If you were going by an init thing, you could simply set the "Vanilla default" mode to be that "current migration /40" number, and then have a init modifier that multiplies migration waves by X percent. Hence, you could just say "I want 4000% migration wave size" to get the insane levels of migration we have now.
It's just like with the minerals, though.
The game was never meant to give you every single mineral in the game in every single embark in the first place, but as soon as there were people whose first time playing 0.31.x with its obscene overflow of minerals, they cry bloody murder over the game being "so hard" when you might have to go without having more ore than layer stone. Steel equipment merely taking two to three times as much steel is making the game "so hard". Now, when you can't automatically just candy-coat your entire military, there are complaints.
Not to sound like I went uphill both ways in the snow or anything, but I not only remember playing when there were no guaranteed deposits of candy, but even now, I just don't mine the stuff, because it cheapens the game to have materials so much better than my opponents do.
I have never mined adamantine for any purpose other than opening the HFS.

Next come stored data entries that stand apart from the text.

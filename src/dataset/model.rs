//! Typed dataset model: `Category` → `TermGroup` → `LinkEntry`.
//!
//! Every node remembers the key order of the mapping it was read from, the
//! keys it does not know about, which keys were explicitly `null` and the
//! original number or boolean behind a text field, so a load → save cycle
//! writes the same document back. Keys that were absent
//! and get a value during a run are appended after the existing ones.

use serde::de::{self, Deserialize, Deserializer};
use serde::ser::{Serialize, Serializer};
use serde_yaml::{Mapping, Value};
use std::fmt;

use crate::core::types::EntryPath;

/// Errors raised when a YAML document does not have the dataset shape
#[derive(Debug, Clone, PartialEq, Eq)]
pub enum ModelError {
    /// A node that must be a mapping is something else
    NotAMapping { location: String },
    /// A key that must hold a sequence holds something else
    NotASequence { location: String, key: String },
    /// A key that must hold text holds a nested structure
    NotText { location: String, key: String },
}

impl fmt::Display for ModelError {
    fn fmt(&self, f: &mut fmt::Formatter<'_>) -> fmt::Result {
        match self {
            Self::NotAMapping { location } => write!(f, "{location}: expected a mapping"),
            Self::NotASequence { location, key } => {
                write!(f, "{location}: expected a sequence for '{key}'")
            }
            Self::NotText { location, key } => {
                write!(f, "{location}: expected text for '{key}'")
            }
        }
    }
}

impl std::error::Error for ModelError {}

/// Key order, unknown keys, explicit nulls and non-string scalars of one mapping
#[derive(Debug, Clone, Default, PartialEq)]
struct Layout {
    order: Vec<Value>,
    nulls: Vec<Value>,
    extra: Mapping,
    scalars: Mapping,
}

impl Layout {
    fn capture(map: &Mapping, known: &[&str]) -> Self {
        let mut layout = Self::default();
        for (key, value) in map {
            layout.order.push(key.clone());
            if value.is_null() {
                layout.nulls.push(key.clone());
            }
            let is_known = key.as_str().is_some_and(|k| known.contains(&k));
            if !is_known {
                layout.extra.insert(key.clone(), value.clone());
            } else if scalar_text(value).is_some() {
                layout.scalars.insert(key.clone(), value.clone());
            }
        }
        layout
    }

    fn has(&self, key: &str) -> bool {
        self.order.iter().any(|k| k.as_str() == Some(key))
    }

    fn was_null(&self, key: &str) -> bool {
        self.nulls.iter().any(|k| k.as_str() == Some(key))
    }

    /// Rebuild the mapping. `value_of(key, present)` returns the value of a
    /// known key, or `None` to leave it out.
    fn write<F>(&self, known: &[&str], mut value_of: F) -> Mapping
    where
        F: FnMut(&str, bool) -> Option<Value>,
    {
        let mut out = Mapping::new();
        for key in &self.order {
            match key.as_str().filter(|k| known.contains(k)) {
                Some(k) => {
                    if let Some(value) = value_of(k, true) {
                        out.insert(key.clone(), value);
                    }
                }
                None => {
                    if let Some(value) = self.extra.get(key) {
                        out.insert(key.clone(), value.clone());
                    }
                }
            }
        }
        for k in known {
            if !self.has(k)
                && let Some(value) = value_of(k, false)
            {
                out.insert(Value::String((*k).to_string()), value);
            }
        }
        out
    }

    /// The number or boolean a field was read from, while its text is unchanged
    fn original(&self, key: &str, text: &str) -> Option<Value> {
        self.scalars
            .get(key)
            .filter(|value| scalar_text(value).as_deref() == Some(text))
            .cloned()
    }

    fn text(&self, key: &str, text: &str, present: bool) -> Option<Value> {
        if let Some(value) = self.original(key, text) {
            Some(value)
        } else if present && text.is_empty() && self.was_null(key) {
            Some(Value::Null)
        } else if present || !text.is_empty() {
            Some(Value::String(text.to_string()))
        } else {
            None
        }
    }

    fn optional(&self, key: &str, value: &Option<String>, present: bool) -> Option<Value> {
        match value {
            Some(text) => self
                .original(key, text)
                .or_else(|| Some(Value::String(text.clone()))),
            None if present => Some(Value::Null),
            None => None,
        }
    }

    fn sequence<T>(&self, key: &str, items: &[T], present: bool) -> Option<Value>
    where
        for<'a> &'a T: Into<Value>,
    {
        if items.is_empty() && present && self.was_null(key) {
            return Some(Value::Null);
        }
        if items.is_empty() && !present {
            return None;
        }
        Some(Value::Sequence(
            items.iter().map(|item| -> Value { item.into() }).collect(),
        ))
    }
}

fn as_mapping(value: Value, location: &str) -> Result<Mapping, ModelError> {
    match value {
        Value::Mapping(map) => Ok(map),
        Value::Tagged(tagged) => as_mapping(tagged.value, location),
        _ => Err(ModelError::NotAMapping {
            location: location.to_string(),
        }),
    }
}

/// Text form of a number or boolean
fn scalar_text(value: &Value) -> Option<String> {
    match value {
        Value::Number(number) => Some(number.to_string()),
        Value::Bool(flag) => Some(flag.to_string()),
        _ => None,
    }
}

/// Read a text field: absent → `None`, null → `Some(None)`.
/// Numbers and booleans are read as their text form.
fn read_text(map: &Mapping, key: &str, location: &str) -> Result<Option<Option<String>>, ModelError> {
    match map.get(key) {
        None => Ok(None),
        Some(Value::Null) => Ok(Some(None)),
        Some(Value::String(text)) => Ok(Some(Some(text.clone()))),
        Some(value) => match scalar_text(value) {
            Some(text) => Ok(Some(Some(text))),
            None => Err(ModelError::NotText {
                location: location.to_string(),
                key: key.to_string(),
            }),
        },
    }
}

fn read_sequence(map: &Mapping, key: &str, location: &str) -> Result<Vec<Value>, ModelError> {
    match map.get(key) {
        None | Some(Value::Null) => Ok(Vec::new()),
        Some(Value::Sequence(items)) => Ok(items.clone()),
        Some(_) => Err(ModelError::NotASequence {
            location: location.to_string(),
            key: key.to_string(),
        }),
    }
}

/// One link in the directory
#[derive(Debug, Clone, Default, PartialEq)]
pub struct LinkEntry {
    pub title: String,
    pub url: String,
    pub description: Option<String>,
    pub logo: Option<String>,
    layout: Layout,
}

impl LinkEntry {
    const KEYS: [&'static str; 4] = ["title", "url", "logo", "description"];

    pub fn new(title: impl Into<String>, url: impl Into<String>) -> Self {
        Self {
            title: title.into(),
            url: url.into(),
            ..Default::default()
        }
    }

    pub fn with_description(mut self, description: impl Into<String>) -> Self {
        self.description = Some(description.into());
        self
    }

    pub fn with_logo(mut self, logo: impl Into<String>) -> Self {
        self.logo = Some(logo.into());
        self
    }

    /// Trimmed url; entries with an empty url are never processed
    pub fn processable_url(&self) -> Option<&str> {
        let url = self.url.trim();
        (!url.is_empty()).then_some(url)
    }

    /// A logo that is null, absent or blank still needs fetching
    pub fn has_logo(&self) -> bool {
        self.logo.as_deref().is_some_and(|logo| !logo.trim().is_empty())
    }

    fn parse(value: Value, location: &str) -> Result<Self, ModelError> {
        let map = as_mapping(value, location)?;
        Ok(Self {
            title: read_text(&map, "title", location)?.flatten().unwrap_or_default(),
            url: read_text(&map, "url", location)?.flatten().unwrap_or_default(),
            description: read_text(&map, "description", location)?.flatten(),
            logo: read_text(&map, "logo", location)?.flatten(),
            layout: Layout::capture(&map, &Self::KEYS),
        })
    }
}

impl From<&LinkEntry> for Value {
    fn from(entry: &LinkEntry) -> Self {
        let layout = &entry.layout;
        Value::Mapping(layout.write(&LinkEntry::KEYS, |key, present| match key {
            "title" => layout.text(key, &entry.title, present),
            "url" => layout.text(key, &entry.url, present),
            "logo" => layout.optional(key, &entry.logo, present),
            _ => layout.optional(key, &entry.description, present),
        }))
    }
}

/// A named group of links inside a category
#[derive(Debug, Clone, Default, PartialEq)]
pub struct TermGroup {
    pub term: String,
    pub links: Vec<LinkEntry>,
    layout: Layout,
}

impl TermGroup {
    const KEYS: [&'static str; 2] = ["term", "links"];

    pub fn new(term: impl Into<String>, links: Vec<LinkEntry>) -> Self {
        Self {
            term: term.into(),
            links,
            ..Default::default()
        }
    }

    fn parse(value: Value, location: &str) -> Result<Self, ModelError> {
        let map = as_mapping(value, location)?;
        let links = read_sequence(&map, "links", location)?
            .into_iter()
            .enumerate()
            .map(|(i, link)| LinkEntry::parse(link, &format!("{location}.links[{i}]")))
            .collect::<Result<Vec<_>, _>>()?;

        Ok(Self {
            term: read_text(&map, "term", location)?.flatten().unwrap_or_default(),
            links,
            layout: Layout::capture(&map, &Self::KEYS),
        })
    }
}

impl From<&TermGroup> for Value {
    fn from(group: &TermGroup) -> Self {
        let layout = &group.layout;
        Value::Mapping(layout.write(&TermGroup::KEYS, |key, present| match key {
            "term" => layout.text(key, &group.term, present),
            _ => layout.sequence(key, &group.links, present),
        }))
    }
}

/// Top-level node of the dataset
#[derive(Debug, Clone, Default, PartialEq)]
pub struct Category {
    pub taxonomy: String,
    pub list: Vec<TermGroup>,
    layout: Layout,
}

impl Category {
    const KEYS: [&'static str; 2] = ["taxonomy", "list"];

    pub fn new(taxonomy: impl Into<String>, list: Vec<TermGroup>) -> Self {
        Self {
            taxonomy: taxonomy.into(),
            list,
            ..Default::default()
        }
    }

    fn parse(value: Value, location: &str) -> Result<Self, ModelError> {
        let map = as_mapping(value, location)?;
        let list = read_sequence(&map, "list", location)?
            .into_iter()
            .enumerate()
            .map(|(i, group)| TermGroup::parse(group, &format!("{location}.list[{i}]")))
            .collect::<Result<Vec<_>, _>>()?;

        Ok(Self {
            taxonomy: read_text(&map, "taxonomy", location)?
                .flatten()
                .unwrap_or_default(),
            list,
            layout: Layout::capture(&map, &Self::KEYS),
        })
    }
}

impl From<&Category> for Value {
    fn from(category: &Category) -> Self {
        let layout = &category.layout;
        Value::Mapping(layout.write(&Category::KEYS, |key, present| match key {
            "taxonomy" => layout.text(key, &category.taxonomy, present),
            _ => layout.sequence(key, &category.list, present),
        }))
    }
}

/// The whole link directory
#[derive(Debug, Clone, Default, PartialEq)]
pub struct Dataset {
    pub categories: Vec<Category>,
}

impl Dataset {
    pub fn new(categories: Vec<Category>) -> Self {
        Self { categories }
    }

    pub fn entry(&self, path: EntryPath) -> Option<&LinkEntry> {
        self.categories
            .get(path.category)?
            .list
            .get(path.group)?
            .links
            .get(path.link)
    }

    pub fn entry_mut(&mut self, path: EntryPath) -> Option<&mut LinkEntry> {
        self.categories
            .get_mut(path.category)?
            .list
            .get_mut(path.group)?
            .links
            .get_mut(path.link)
    }

    /// All links in document order with their positions and owners
    pub fn links(&self) -> impl Iterator<Item = (EntryPath, &Category, &TermGroup, &LinkEntry)> {
        self.categories.iter().enumerate().flat_map(|(c, category)| {
            category.list.iter().enumerate().flat_map(move |(g, group)| {
                group
                    .links
                    .iter()
                    .enumerate()
                    .map(move |(l, link)| (EntryPath::new(c, g, l), category, group, link))
            })
        })
    }

    pub fn link_count(&self) -> usize {
        self.links().count()
    }
}

impl TryFrom<Value> for Dataset {
    type Error = ModelError;

    fn try_from(value: Value) -> Result<Self, Self::Error> {
        let categories = match value {
            Value::Null => Vec::new(),
            Value::Sequence(items) => items
                .into_iter()
                .enumerate()
                .map(|(i, category)| Category::parse(category, &format!("categories[{i}]")))
                .collect::<Result<Vec<_>, _>>()?,
            _ => {
                return Err(ModelError::NotASequence {
                    location: "document".to_string(),
                    key: "categories".to_string(),
                });
            }
        };
        Ok(Self { categories })
    }
}

impl From<&Dataset> for Value {
    fn from(dataset: &Dataset) -> Self {
        Value::Sequence(dataset.categories.iter().map(Value::from).collect())
    }
}

impl Serialize for Dataset {
    fn serialize<S: Serializer>(&self, serializer: S) -> Result<S::Ok, S::Error> {
        Value::from(self).serialize(serializer)
    }
}

impl<'de> Deserialize<'de> for Dataset {
    fn deserialize<D: Deserializer<'de>>(deserializer: D) -> Result<Self, D::Error> {
        let value = Value::deserialize(deserializer)?;
        Dataset::try_from(value).map_err(de::Error::custom)
    }
}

Everyone complains about how the game is too easy, and how they have to keep upgrading the siegers to make there be a threat, but when you talk about taking away some of the completely unfair advantages dwarves have, to put it back in line with how the game was supposed to be balanced, people only want it easy mode.

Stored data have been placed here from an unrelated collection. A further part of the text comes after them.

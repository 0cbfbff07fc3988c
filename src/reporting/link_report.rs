//! Link-check reports in Markdown, JSON and plain text

use chrono::{DateTime, Local};
use serde_json::json;

use crate::core::constants::output_formats;
use crate::core::error::Result;
use crate::linkcheck::{CheckOutcome, LinkResult};

pub trait FormatLinkReport {
    fn format(&self, outcome: &CheckOutcome, generated_at: &DateTime<Local>) -> Result<String>;
}

#[derive(Default)]
pub struct MarkdownFormatter;

#[derive(Default)]
pub struct JsonFormatter;

#[derive(Default)]
pub struct TextFormatter;

/// Formatter for `markdown`, `json` or `text`; anything else renders text
pub fn formatter_for(format: &str) -> Box<dyn FormatLinkReport> {
    match format {
        output_formats::MARKDOWN => Box::new(MarkdownFormatter),
        output_formats::JSON => Box::new(JsonFormatter),
        _ => Box::new(TextFormatter),
    }
}

pub fn render(format: &str, outcome: &CheckOutcome, generated_at: &DateTime<Local>) -> Result<String> {
    formatter_for(format).format(outcome, generated_at)
}

fn human_timestamp(generated_at: &DateTime<Local>) -> String {
    generated_at.format("%Y-%m-%d %H:%M:%S").to_string()
}

fn detail(link: &LinkResult) -> &str {
    link.error.as_deref().unwrap_or("Unknown error")
}

/// Table cells cannot hold a raw `|` or a line break
fn cell(text: &str) -> String {
    text.replace('|', "\\|").replace(['\r', '\n'], " ")
}

impl FormatLinkReport for MarkdownFormatter {
    fn format(&self, outcome: &CheckOutcome, generated_at: &DateTime<Local>) -> Result<String> {
        let stats = &outcome.stats;
        let mut report = vec![
            "# Link Check Report".to_string(),
            String::new(),
            format!("**Generated**: {}", human_timestamp(generated_at)),
            format!("**ISO time**: {}", generated_at.to_rfc3339()),
            String::new(),
            "## 📊 Statistics".to_string(),
            String::new(),
            format!("- **Total links**: {}", stats.total),
            format!(
                "- **Success**: {} ({:.1}%)",
                stats.success,
                stats.percentage(stats.success)
            ),
            format!("- **Redirects**: {}", stats.redirect),
            format!("- **Timeouts**: {}", stats.timeout),
            format!("- **SSL errors**: {}", stats.ssl_error),
            format!("- **DNS errors**: {}", stats.dns_error),
            format!("- **HTTP/connection errors**: {}", stats.failed),
            format!("- **Invalid URLs**: {}", stats.invalid_url),
            format!("- **Other errors**: {}", stats.unknown_error),
            String::new(),
            format!("**Overall success rate**: {:.1}%", stats.success_rate()),
            String::new(),
        ];

        let failed = outcome.failed_links();
        if !failed.is_empty() {
            report.extend([
                "## ❌ Failed Links".to_string(),
                String::new(),
                "| Site | Category | URL | Error type | Details |".to_string(),
                "|------|----------|-----|------------|---------|".to_string(),
            ]);
            for link in failed {
                let code = link
                    .status_code
                    .map(|code| format!(" (HTTP {code})"))
                    .unwrap_or_default();
                report.push(format!(
                    "| {} | {} | {} | {}{code} | {} |",
                    cell(&link.title),
                    cell(&link.category),
                    cell(&link.url),
                    link.status,
                    cell(detail(link))
                ));
            }
            report.push(String::new());
        }

        report.extend(["## 📋 Results by Category".to_string(), String::new()]);

        for category in outcome.categories() {
            report.push(format!(
                "### {} ({}/{} ok)",
                category.category, category.ok, category.total
            ));
            report.push(String::new());

            for link in outcome
                .results()
                .iter()
                .filter(|link| link.category == category.category)
            {
                let time = link
                    .response_time
                    .filter(|seconds| *seconds > 0.0)
                    .map(|seconds| format!(" ({seconds}s)"))
                    .unwrap_or_default();
                let redirect = link
                    .final_url
                    .as_deref()
                    .filter(|target| *target != link.url)
                    .map(|target| format!(" → [{target}]({target})"))
                    .unwrap_or_default();

                report.push(format!(
                    "- {} **{}** - [{url}]({url}){time}{redirect}",
                    link.status.emoji(),
                    link.title,
                    url = link.url
                ));
                if let Some(ref error) = link.error {
                    report.push(format!("  - ❌ {error}"));
                }
            }
            report.push(String::new());
        }

        Ok(report.join("\n"))
    }
}

impl FormatLinkReport for JsonFormatter {
    fn format(&self, outcome: &CheckOutcome, generated_at: &DateTime<Local>) -> Result<String> {
        let stats = &outcome.stats;
        let success_rate = (stats.success_rate() * 10.0).round() / 10.0;

        let report = json!({
            "metadata": {
                "generated_at": human_timestamp(generated_at),
                "iso_timestamp": generated_at.to_rfc3339(),
                "total_links": stats.total,
                "success_rate": success_rate,
            },
            "statistics": stats,
            "categories": outcome.categories(),
            "results": outcome.results(),
            "failed_links": outcome.failed_links(),
        });

        Ok(serde_json::to_string_pretty(&report)?)
    }
}

impl FormatLinkReport for TextFormatter {
    fn format(&self, outcome: &CheckOutcome, generated_at: &DateTime<Local>) -> Result<String> {
        let stats = &outcome.stats;
        let failed = outcome.failed_links();
        let banner = "=".repeat(60);

        let mut report = vec![
            banner.clone(),
            "Link Check Report".to_string(),
            banner,
            format!("Generated: {}", human_timestamp(generated_at)),
            String::new(),
            "📊 Statistics:".to_string(),
            format!("  Total links: {}", stats.total),
            format!(
                "  Success: {} ({:.1}%)",
                stats.success,
                stats.percentage(stats.success)
            ),
            format!("  Redirects: {}", stats.redirect),
            format!("  Failed links: {}", failed.len()),
            format!("  Overall success rate: {:.1}%", stats.success_rate()),
            String::new(),
        ];

        if !failed.is_empty() {
            report.extend(["❌ Failed links:".to_string(), "-".repeat(40)]);
            for link in failed {
                report.push(format!("• {} ({})", link.title, link.url));
                report.push(format!("  Error: {} - {}", link.status, detail(link)));
                report.push(String::new());
            }
        }

        Ok(report.join("\n"))
    }
}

As for Ravaught's "Refactoring the factors", this is mostly a set of good ideas, although I would argue with a few of them...
First, perhaps it might be a good idea to try to infer a sort of "unused industrial capacity" from players by measuring how many jobs are queued and how many workshops are built, compared to the number of dwarves, and assume that a high ratio would mean that there are "available jobs for immigrants", which act as a migration magnet. Idlers, by contrast, should repel immigration.
This would probably work better than the relative wealth factor that would, itself, require serious economic overhauls to take place.
Fortress morale is another good idea - it makes sense to want to avoid a place where everyone is miserable and it reeks of miasma.
The game already actually does the opposite of what you are proposing on the industry front, however. That is, if you have 0 fisherdwarves (because you atom-smash them all), then the game will say "Oh no! The player's all out of fisherdwarves! Quick, send another 12 in the next wave!"
This is a big reason why so many people want that ability to just directly tell liasons what sort of jobs you are looking for - because not everyone uses every sort of job, and the game thinks cheesemakers are somehow more vital than armorsmiths, or that you somehow have a use for fisherdwarves in the middle of the desert.